This repository contains my own implementation of the code snippets that appear in Sebastian Raschka's: Build a Large Language Model (from Scratch) book.
It is part of my follow up of the sessions of the study group organized by Santi Viquez around the book. More information can be found in its Discord channel: AI from scratch.
Note
Although these type of books are traditionally followed with Jupyter notebooks, I opted for a object oriented version where classes are created in files (see the scratch/ folder) as I found that it is easier to test.
Tip
If you are interested in a Jupyter notebook version of the code from the book, the author himself has created a wonderful LLMs-from-scratch repository.
- Chapter 2: Working with text data
- Chapter 3: Coding attention mechanisms
- Chapter 4: Implementing a GPT model from scratch
- Chapter 5: Pretraining on unlabeled data
- Chapter 6: Fine-tuning for classification
- Chapter 7: Fine-tuning to follow instructions
This repository can be installed as a regular Python project, only that I don't plan to upload it to the Python Package Index as it's meant for pedagogical purposes, rather than for production use cases.

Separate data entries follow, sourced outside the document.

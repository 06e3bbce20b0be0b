use std::future;

use anyhow::{Context, Result};
use async_trait::async_trait;
use futures::{stream::BoxStream, SinkExt, StreamExt};
use shared::{domain::UserId, error::TransportError};
use tokio::sync::mpsc;
use tokio_tungstenite::{
    connect_async,
    tungstenite::{
        client::IntoClientRequest,
        http::{HeaderName, HeaderValue},
        Message,
    },
};
use tracing::{debug, warn};
use url::Url;

use crate::error::ConnectError;

/// Raw inbound frames, in arrival order. The stream ends when the peer closes.
pub type InboundFrames = BoxStream<'static, Result<Vec<u8>, TransportError>>;

/// An established bidirectional link to the chat backend.
///
/// Dropping `outbound` asks the transport to close the connection.
pub struct TransportLink {
    pub outbound: mpsc::UnboundedSender<String>,
    pub inbound: InboundFrames,
}

#[derive(Debug, Clone, PartialEq, Eq)]
pub struct HandshakeRequest {
    pub url: Url,
    pub headers: Vec<(String, String)>,
}

#[async_trait]
pub trait ChatConnector: Send + Sync {
    async fn open(&self, request: HandshakeRequest) -> Result<TransportLink>;
}

/// Builds the handshake URL: the caller's address with the user id appended
/// as a query parameter. http(s) addresses are upgraded to ws(s).
pub fn handshake_url(
    address: &str,
    user_id: &UserId,
    user_id_param: &str,
) -> std::result::Result<Url, ConnectError> {
    let address = address.trim();
    if address.is_empty() {
        return Err(ConnectError::MissingAddress);
    }
    if user_id.is_blank() {
        return Err(ConnectError::MissingUserId);
    }

    let mut url = Url::parse(address).map_err(|source| ConnectError::InvalidAddress {
        address: address.to_string(),
        source,
    })?;
    let upgraded = match url.scheme() {
        "ws" | "wss" => None,
        "http" => Some("ws"),
        "https" => Some("wss"),
        other => return Err(ConnectError::UnsupportedScheme(other.to_string())),
    };
    if let Some(scheme) = upgraded {
        url.set_scheme(scheme)
            .map_err(|()| ConnectError::UnsupportedScheme(url.scheme().to_string()))?;
    }

    url.query_pairs_mut()
        .append_pair(user_id_param, user_id.as_str());
    Ok(url)
}

pub struct WebSocketConnector;

#[async_trait]
impl ChatConnector for WebSocketConnector {
    async fn open(&self, request: HandshakeRequest) -> Result<TransportLink> {
        let mut ws_request = request
            .url
            .as_str()
            .into_client_request()
            .with_context(|| format!("invalid websocket request: {}", request.url))?;
        for (name, value) in &request.headers {
            let header_name = HeaderName::from_bytes(name.as_bytes())
                .with_context(|| format!("invalid handshake header name: {name}"))?;
            let header_value = HeaderValue::from_str(value)
                .with_context(|| format!("invalid handshake header value for {name}"))?;
            ws_request.headers_mut().insert(header_name, header_value);
        }

        let (ws_stream, _) = connect_async(ws_request)
            .await
            .with_context(|| format!("failed to connect websocket: {}", request.url))?;
        let (mut ws_writer, ws_reader) = ws_stream.split();

        let (outbound, mut outbound_rx) = mpsc::unbounded_channel::<String>();
        tokio::spawn(async move {
            while let Some(text) = outbound_rx.recv().await {
                if let Err(err) = ws_writer.send(Message::Text(text)).await {
                    warn!(error = %err, "chat: websocket send failed");
                    return;
                }
            }
            if let Err(err) = ws_writer.close().await {
                debug!(error = %err, "chat: websocket close handshake failed");
            }
        });

        let inbound = ws_reader
            .take_while(|msg| future::ready(!matches!(msg, Ok(Message::Close(_)))))
            .filter_map(|msg| {
                future::ready(match msg {
                    Ok(Message::Text(text)) => Some(Ok(text.into_bytes())),
                    Ok(Message::Binary(bytes)) => Some(Ok(bytes)),
                    Ok(_) => None,
                    Err(err) => Some(Err(TransportError::Receive(err.to_string()))),
                })
            })
            .boxed();

        Ok(TransportLink { outbound, inbound })
    }
}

git clone https://github.com/elcapo/llm-from-scratch
cd llm-from-scratchBefore installing the dependencies, it is recommended to create and activate a virtual environment.
# Create a virtual environment in the `.venv` folder
python -m venv .venv
# Activate the new virtual environment
source .venv/bin/activate
# Install the dependencies
pip install -r requirements.txt- Chapter 2: Working with text data
- Chapter 3: Coding attention mechanisms
- Chapter 4: Implementing a GPT model from scratch
- Chapter 5: Pretraining on unlabeled data
- Jupyter Notebook: Pretraining
- Jupyter Notebook: 12 Word World
In order to facilitate the readability of the tests, most of the examples used in them are literal copies of the values (strings and vectors) that appear in the book.
pytest